回向について親鸞聖人は『無量寿経優婆提舎願生偈(浄土論)』を引かれて「一切苦悩の衆生を捨てずして、心につねに作願すらく、回向を首として大悲心を成就することを得たまへるがゆゑに」と教えています。衆生教化のはたらきまでも阿弥陀仏が与えて下さるのですから、衆生が何かをして補う要素は全くありません。

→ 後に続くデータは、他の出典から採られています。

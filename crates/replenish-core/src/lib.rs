//! Replenish Core -- consumable-holder tracking and automatic replenishment
//! for a two-consumer liquid-handling workcell.
//!
//! Consumers draw units (tips) from holders (racks) on a 4x4 deck. When a
//! consumer runs dry the tracker restores supply from the cheapest source
//! available and retries the pickup exactly once.
//!
//! # Recovery Pipeline
//!
//! Each call to [`tracker::Tracker::consume`] that hits exhaustion runs:
//!
//! 1. **Sweep** -- Optionally dispose and restock other types' depleted holders.
//! 2. **Select** -- [`orchestrator::select_action`]: reserve, then magazine,
//!    then the operator.
//! 3. **Execute** -- Exchange a reserve holder, dispense from a magazine or
//!    pause for a manual refill.
//! 4. **Rebuild** -- Re-derive the type's ledger entry from a deck scan and
//!    rebind its consumers.
//! 5. **Retry** -- One more pickup; a second exhaustion is fatal.
//!
//! # Key Types
//!
//! - [`tracker::Tracker`] -- Owns every component; the command surface.
//! - [`deck::Workcell`] -- The physical collaborator (moves, pauses, scans).
//! - [`ledger::Ledger`] -- Cached holder locations per resource type.
//! - [`exchange::Exchanger`] -- Direct and carousel reserve exchanges.
//! - [`disposal::DisposalRouter`] -- Chute disposal or operator removal.
//! - [`magazine::MagazineBank`] -- Automated holder dispensers.
//! - [`event::EventLog`] -- Ordered record of what each command did.

pub mod assignment;
pub mod config;
pub mod consumer;
pub mod deck;
pub mod disposal;
pub mod error;
pub mod event;
pub mod exchange;
pub mod id;
pub mod ledger;
pub mod magazine;
pub mod orchestrator;
pub mod slot;
pub mod tracker;

#[cfg(any(test, feature = "test-utils"))]
pub mod test_utils;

もちろん、これを拒否していたら真実の利益は受け取ることができません。阿弥陀仏からの賜り物を拒否することを、「仏智不思議を疑う」と言われます。阿弥陀仏がすべてを用意なされているのに、阿弥陀仏のお力に不足があると考えて、罪福の因果をもって何かを加えようとするから、「仏智不思議を疑う」のです。

そのことを『正像末和讃』誡疑讃

自力諸善のひとはみな
 仏智の不思議をうたがへば
 自業自得の道理にて
 七宝の獄にぞいりにける

と仰り、自因自果を信じている人は自因自果の道理によって、報土往生はできず化土往生にしかならない、ということです。
もちろん、浄土を願っているという前提ですので、この前提のない(絶対の幸福を目指している、とか、必堕無間から逃れたいとか思っている)人は化土往生もできません。